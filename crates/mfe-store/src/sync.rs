//! Applying broadcast messages that arrive from other contexts.
//!
//! The sender has already persisted the change, so an inbound message only
//! touches this context's cache and listeners. It is never persisted again
//! and never re-posted.

use std::sync::atomic::Ordering;

use mfe_channel::BroadcastMessage;
use tracing::debug;

use crate::engine::EngineInner;

impl EngineInner {
    pub(crate) fn apply_remote(&self, message: BroadcastMessage) {
        if self.destroyed.load(Ordering::Acquire) {
            return;
        }
        debug!(
            channel = self.channel_name(),
            kind = message.kind(),
            key = message.key(),
            "applying remote change"
        );
        match message {
            BroadcastMessage::Set {
                key,
                value,
                old_value,
            } => {
                self.cache.insert(&key, value.clone());
                self.notify(&key, Some(&value), old_value.as_ref());
            }
            BroadcastMessage::Delete { key, old_value } => {
                self.cache.remove(&key);
                self.notify(&key, None, old_value.as_ref());
            }
            BroadcastMessage::Clear => {
                self.cache.clear();
                self.notify_cleared();
            }
        }
    }
}

#[cfg(test)]
mod tests {
    use std::sync::{Arc, Mutex};

    use mfe_channel::{listener, EventBus, LocalBroadcastHub};
    use mfe_persist::MemoryBackend;
    use serde_json::{json, Value};

    use crate::{StoreConfig, StoreEngine};

    use super::*;

    type Seen = Arc<Mutex<Vec<(Option<Value>, Option<Value>)>>>;

    fn engine() -> StoreEngine {
        StoreEngine::builder(StoreConfig::default())
            .backend(MemoryBackend::new())
            .transport(LocalBroadcastHub::new())
            .event_bus(EventBus::new())
            .build()
            .unwrap()
    }

    fn watch(engine: &StoreEngine, key: &str) -> Seen {
        let seen: Seen = Arc::default();
        let s = seen.clone();
        // Dropping the handle keeps the registration.
        let _ = engine.subscribe(
            key,
            listener(move |new, old| s.lock().unwrap().push((new.cloned(), old.cloned()))),
        );
        seen
    }

    #[tokio::test]
    async fn remote_set_reports_senders_old_value() {
        let engine = engine();
        let seen = watch(&engine, "user");

        engine.inner().apply_remote(BroadcastMessage::Set {
            key: "user".into(),
            value: json!("Bob"),
            old_value: Some(json!("Alice")),
        });

        assert_eq!(engine.get("user").await.unwrap(), Some(json!("Bob")));
        assert_eq!(*seen.lock().unwrap(), vec![(Some(json!("Bob")), Some(json!("Alice")))]);
    }

    #[tokio::test]
    async fn remote_changes_are_not_persisted() {
        let backend = MemoryBackend::new();
        let engine = StoreEngine::builder(StoreConfig::default())
            .backend(backend.clone())
            .transport(LocalBroadcastHub::new())
            .event_bus(EventBus::new())
            .build()
            .unwrap();

        engine.inner().apply_remote(BroadcastMessage::Set {
            key: "k".into(),
            value: json!(1),
            old_value: None,
        });
        assert_eq!(engine.cached_keys(), vec!["k"]);
        assert!(backend.snapshot("mfe-store", "store").is_empty());
    }

    #[tokio::test]
    async fn remote_delete_and_clear() {
        let engine = engine();
        engine.set("a", json!(1)).await.unwrap();
        let a = watch(&engine, "a");
        let b = watch(&engine, "b");

        engine.inner().apply_remote(BroadcastMessage::Delete {
            key: "a".into(),
            old_value: Some(json!(1)),
        });
        assert!(engine.cached_keys().is_empty());

        engine.inner().apply_remote(BroadcastMessage::Clear);
        assert_eq!(*a.lock().unwrap(), vec![(None, Some(json!(1))), (None, None)]);
        assert_eq!(*b.lock().unwrap(), vec![(None, None)]);
    }

    #[tokio::test]
    async fn ignored_after_destroy() {
        let engine = engine();
        engine.destroy();
        engine.inner().apply_remote(BroadcastMessage::Set {
            key: "k".into(),
            value: json!(1),
            old_value: None,
        });
        assert!(engine.cached_keys().is_empty());
    }
}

### Aim of the exercise
Reproduce the material. Keep every word as written.

### Answer below
filename crates/mfe-store/src/sync.rs
//! Applying broadcast messages that arrive from other contexts.
//!
//! The sender has already persisted the change, so an inbound message only
//! touches this context's cache and listeners. It is never persisted again
//! and never re-posted.

use std::sync::atomic::Ordering;

use mfe_channel::BroadcastMessage;
use tracing::debug;

use crate::engine::EngineInner;

impl EngineInner {
    pub(crate) fn apply_remote(&self, message: BroadcastMessage) {
        if self.destroyed.load(Ordering::Acquire) {
            return;
        }
        debug!(
            channel = self.channel_name(),
            kind = message.kind(),
            key = message.key(),
            "applying remote change"
        );
        match message {
            BroadcastMessage::Set {
                key,
                value,
                old_value,
            } => {
                self.cache.insert(&key, value.clone());
                self.notify(&key, Some(&value), old_value.as_ref());
            }
            BroadcastMessage::Delete { key, old_value } => {
                self.cache.remove(&key);
                self.notify(&key, None, old_value.as_ref());
            }
            BroadcastMessage::Clear => {
                self.cache.clear();
                self.notify_cleared();
            }
        }
    }
}

#[cfg(test)]
mod tests {
    use std::sync::{Arc, Mutex};

    use mfe_channel::{listener, EventBus, LocalBroadcastHub};
    use mfe_persist::MemoryBackend;
    use serde_json::{json, Value};

    use crate::{StoreConfig, StoreEngine};

    use super::*;

    type Seen = Arc<Mutex<Vec<(Option<Value>, Option<Value>)>>>;

    fn engine() -> StoreEngine {
        StoreEngine::builder(StoreConfig::default())
            .backend(MemoryBackend::new())
            .transport(LocalBroadcastHub::new())
            .event_bus(EventBus::new())
            .build()
            .unwrap()
    }

    fn watch(engine: &StoreEngine, key: &str) -> Seen {
        let seen: Seen = Arc::default();
        let s = seen.clone();
        // Dropping the handle keeps the registration.
        let _ = engine.subscribe(
            key,
            listener(move |new, old| s.lock().unwrap().push((new.cloned(), old.cloned()))),
        );
        seen
    }

    #[tokio::test]
    async fn remote_set_reports_senders_old_value() {
        let engine = engine();
        let seen = watch(&engine, "user");

        engine.inner().apply_remote(BroadcastMessage::Set {
            key: "user".into(),
            value: json!("Bob"),
            old_value: Some(json!("Alice")),
        });

        assert_eq!(engine.get("user").await.unwrap(), Some(json!("Bob")));
        assert_eq!(*seen.lock().unwrap(), vec![(Some(json!("Bob")), Some(json!("Alice")))]);
    }

    #[tokio::test]
    async fn remote_changes_are_not_persisted() {
        let backend = MemoryBackend::new();
        let engine = StoreEngine::builder(StoreConfig::default())
            .backend(backend.clone())
            .transport(LocalBroadcastHub::new())
            .event_bus(EventBus::new())
            .build()
            .unwrap();

        engine.inner().apply_remote(BroadcastMessage::Set {
            key: "k".into(),
            value: json!(1),
            old_value: None,
        });
        assert_eq!(engine.cached_keys(), vec!["k"]);
        assert!(backend.snapshot("mfe-store", "store").is_empty());
    }

    #[tokio::test]
    async fn remote_delete_and_clear() {
        let engine = engine();
        engine.set("a", json!(1)).await.unwrap();
        let a = watch(&engine, "a");
        let b = watch(&engine, "b");

        engine.inner().apply_remote(BroadcastMessage::Delete {
            key: "a".into(),
            old_value: Some(json!(1)),
        });
        assert!(engine.cached_keys().is_empty());

        engine.inner().apply_remote(BroadcastMessage::Clear);
        assert_eq!(*a.lock().unwrap(), vec![(None, Some(json!(1))), (None, None)]);
        assert_eq!(*b.lock().unwrap(), vec![(None, None)]);
    }

    #[tokio::test]
    async fn ignored_after_destroy() {
        let engine = engine();
        engine.destroy();
        engine.inner().apply_remote(BroadcastMessage::Set {
            key: "k".into(),
            value: json!(1),
            old_value: None,
        });
        assert!(engine.cached_keys().is_empty());
    }
}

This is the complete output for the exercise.